After
a police chase in the early hours of this day in 1991, Rodney G King eventually
decides to stop his white Hyundai.
LAPD officers, led by Sergeant Stacey Koon, ordered King and the other two occupants
of the car, to get out of the vehicle and lie flat on the ground. King offered
some resistance by getting down on his hands and knees rather than lying on the
ground as requested. Officers
Laurence Powell, Timothy Wind, Ted Briseno, and Roland Solano then tried to force
King to the ground. They shot him twice with a Taser. It
was at this point that George Holliday, in an apartment across the road, started
recording the incident on his new video camera. In
the 89 second clip, we see King getting up after the Taser shots before running
in the direction of officer Powell. Powell
swings his baton hitting King on the side of the head. The video blurs and then
we see King attempting to rise and then Powell and Wind attack King in a torrent
of baton blows that prevented him from getting up. King
had been struck as many as 56 times with the batons. He suffered a fractured leg,
multiple facial fractures, and numerous bruises and contusions. The police then
proceeded to downplay the incident, unawares of the existence of the video.

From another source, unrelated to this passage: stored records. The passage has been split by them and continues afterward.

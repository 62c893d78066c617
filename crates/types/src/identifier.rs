//! Account and asset identifier parsing.
//!
//! Canonical forms: accounts are `name@domain`, assets are `name#domain`.
//! Both are split on the shared delimiter set `{@, #}`.

use thiserror::Error;

/// Delimiter between an account name and its domain.
pub const ACCOUNT_DELIMITER: char = '@';
/// Delimiter between an asset name and its domain.
pub const ASSET_DELIMITER: char = '#';

/// Errors from identifier parsing.
#[derive(Debug, Clone, PartialEq, Eq, Error)]
pub enum IdError {
    /// The identifier did not split into exactly two non-empty parts.
    #[error("identifier `{0}` does not split into exactly two non-empty parts")]
    NotTwoParts(String),
}

/// Split an identifier on the delimiter set `{@, #}`, skipping empty segments.
///
/// Total over all inputs: never fails, never returns empty segments.
pub fn split_id(id: &str) -> Vec<&str> {
    id.split([ACCOUNT_DELIMITER, ASSET_DELIMITER])
        .filter(|segment| !segment.is_empty())
        .collect()
}

/// Split an account or asset id into `(local, domain)`.
///
/// Rejects any input that does not yield exactly two non-empty parts.
pub fn parse_two_part(id: &str) -> Result<(&str, &str), IdError> {
    match split_id(id).as_slice() {
        [local, domain] => Ok((local, domain)),
        _ => Err(IdError::NotTwoParts(id.to_owned())),
    }
}

/// Domain part of a two-part identifier.
pub fn domain_of(id: &str) -> Result<&str, IdError> {
    parse_two_part(id).map(|(_, domain)| domain)
}

/// Build a canonical account id from its parts.
pub fn make_account_id(name: &str, domain: &str) -> String {
    format!("{name}{ACCOUNT_DELIMITER}{domain}")
}

/// Build a canonical asset id from its parts.
pub fn make_asset_id(name: &str, domain: &str) -> String {
    format!("{name}{ASSET_DELIMITER}{domain}")
}
//! Fixed-point asset amounts.
//!
//! An [`Amount`] is an unsigned 256-bit integer value paired with a decimal
//! precision (digits after the point). The string form is a plain decimal
//! literal: `"12.30"` is value `1230` at precision `2`.
//!
//! Arithmetic is checked: overflow past `2^256 - 1` and underflow below zero
//! are reported as typed errors rather than an in-band sentinel. Operands of
//! different precisions are scaled to the larger precision first, so
//! `"12.3" + "1"` is `"13.3"`.

use num_bigint::BigUint;
use std::fmt;
use std::str::FromStr;
use std::sync::LazyLock;
use thiserror::Error;

/// Largest representable value, `2^256 - 1`.
static MAX_VALUE: LazyLock<BigUint> = LazyLock::new(|| (BigUint::from(1u8) << 256u32) - 1u8);

/// Errors from amount construction and arithmetic.
#[derive(Debug, Clone, PartialEq, Eq, Error)]
pub enum AmountError {
    /// Result exceeds `2^256 - 1`.
    #[error("amount overflow")]
    Overflow,
    /// Result would be negative.
    #[error("amount underflow")]
    Underflow,
    /// The literal is not a decimal number.
    #[error("malformed amount literal `{0}`")]
    Malformed(String),
}

/// An unsigned fixed-point decimal with explicit precision.
#[derive(Debug, Clone, PartialEq, Eq)]
pub struct Amount {
    value: BigUint,
    precision: u8,
}

impl Amount {
    /// Construct from a raw integer value and precision.
    pub fn new(value: BigUint, precision: u8) -> Result<Self, AmountError> {
        if value > *MAX_VALUE {
            return Err(AmountError::Overflow);
        }
        Ok(Self { value, precision })
    }

    /// Zero at the given precision.
    pub fn zero(precision: u8) -> Self {
        Self {
            value: BigUint::ZERO,
            precision,
        }
    }

    /// The largest representable amount at the given precision.
    pub fn max_at(precision: u8) -> Self {
        Self {
            value: MAX_VALUE.clone(),
            precision,
        }
    }

    /// Raw integer value.
    pub fn value(&self) -> &BigUint {
        &self.value
    }

    /// Digits after the decimal point.
    pub fn precision(&self) -> u8 {
        self.precision
    }

    pub fn is_zero(&self) -> bool {
        self.value == BigUint::ZERO
    }

    /// Rescale to `precision`, multiplying the value by the matching power of
    /// ten. Only widening is supported; scaling may overflow.
    fn scaled(&self, precision: u8) -> Result<BigUint, AmountError> {
        debug_assert!(precision >= self.precision);
        let factor = BigUint::from(10u8).pow(u32::from(precision - self.precision));
        let value = &self.value * factor;
        if value > *MAX_VALUE {
            return Err(AmountError::Overflow);
        }
        Ok(value)
    }

    /// Checked addition. Operands are scaled to the larger precision.
    pub fn checked_add(&self, rhs: &Amount) -> Result<Amount, AmountError> {
        let precision = self.precision.max(rhs.precision);
        let value = self.scaled(precision)? + rhs.scaled(precision)?;
        if value > *MAX_VALUE {
            return Err(AmountError::Overflow);
        }
        Ok(Amount { value, precision })
    }

    /// Checked subtraction. Operands are scaled to the larger precision.
    pub fn checked_sub(&self, rhs: &Amount) -> Result<Amount, AmountError> {
        let precision = self.precision.max(rhs.precision);
        let lhs = self.scaled(precision)?;
        let rhs = rhs.scaled(precision)?;
        if rhs > lhs {
            return Err(AmountError::Underflow);
        }
        Ok(Amount {
            value: lhs - rhs,
            precision,
        })
    }
}

impl fmt::Display for Amount {
    fn fmt(&self, f: &mut fmt::Formatter<'_>) -> fmt::Result {
        let digits = self.value.to_string();
        let precision = usize::from(self.precision);
        if precision == 0 {
            return f.write_str(&digits);
        }
        if digits.len() > precision {
            let (whole, frac) = digits.split_at(digits.len() - precision);
            write!(f, "{whole}.{frac}")
        } else {
            write!(f, "0.{}{}", "0".repeat(precision - digits.len()), digits)
        }
    }
}

impl FromStr for Amount {
    type Err = AmountError;

    fn from_str(s: &str) -> Result<Self, Self::Err> {
        let malformed = || AmountError::Malformed(s.to_owned());
        let (whole, frac) = match s.split_once('.') {
            Some((whole, frac)) => (whole, frac),
            None => (s, ""),
        };
        if whole.is_empty() && frac.is_empty() {
            return Err(malformed());
        }
        if !whole.chars().all(|c| c.is_ascii_digit())
            || !frac.chars().all(|c| c.is_ascii_digit())
        {
            return Err(malformed());
        }
        let precision = u8::try_from(frac.len()).map_err(|_| malformed())?;
        let mut digits = String::with_capacity(whole.len() + frac.len());
        digits.push_str(whole);
        digits.push_str(frac);
        let value = if digits.is_empty() {
            BigUint::ZERO
        } else {
            digits.parse::<BigUint>().map_err(|_| malformed())?
        };
        Amount::new(value, precision)
    }
}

Rodney King was released without charge. On March 15, Sergeant Koon and officers
Powell, Wind, and Briseno were indicted by a Los Angeles grand jury in connection
with the beating. They were acquitted which triggered the Los Angeles riots, the
USA's largest civil disturbance of the 20th century. 50 people were killed, more
than 2,000 were injured, and nearly $1 billion in property was destroyed. President
George H Bush sent in troops to quell the riots.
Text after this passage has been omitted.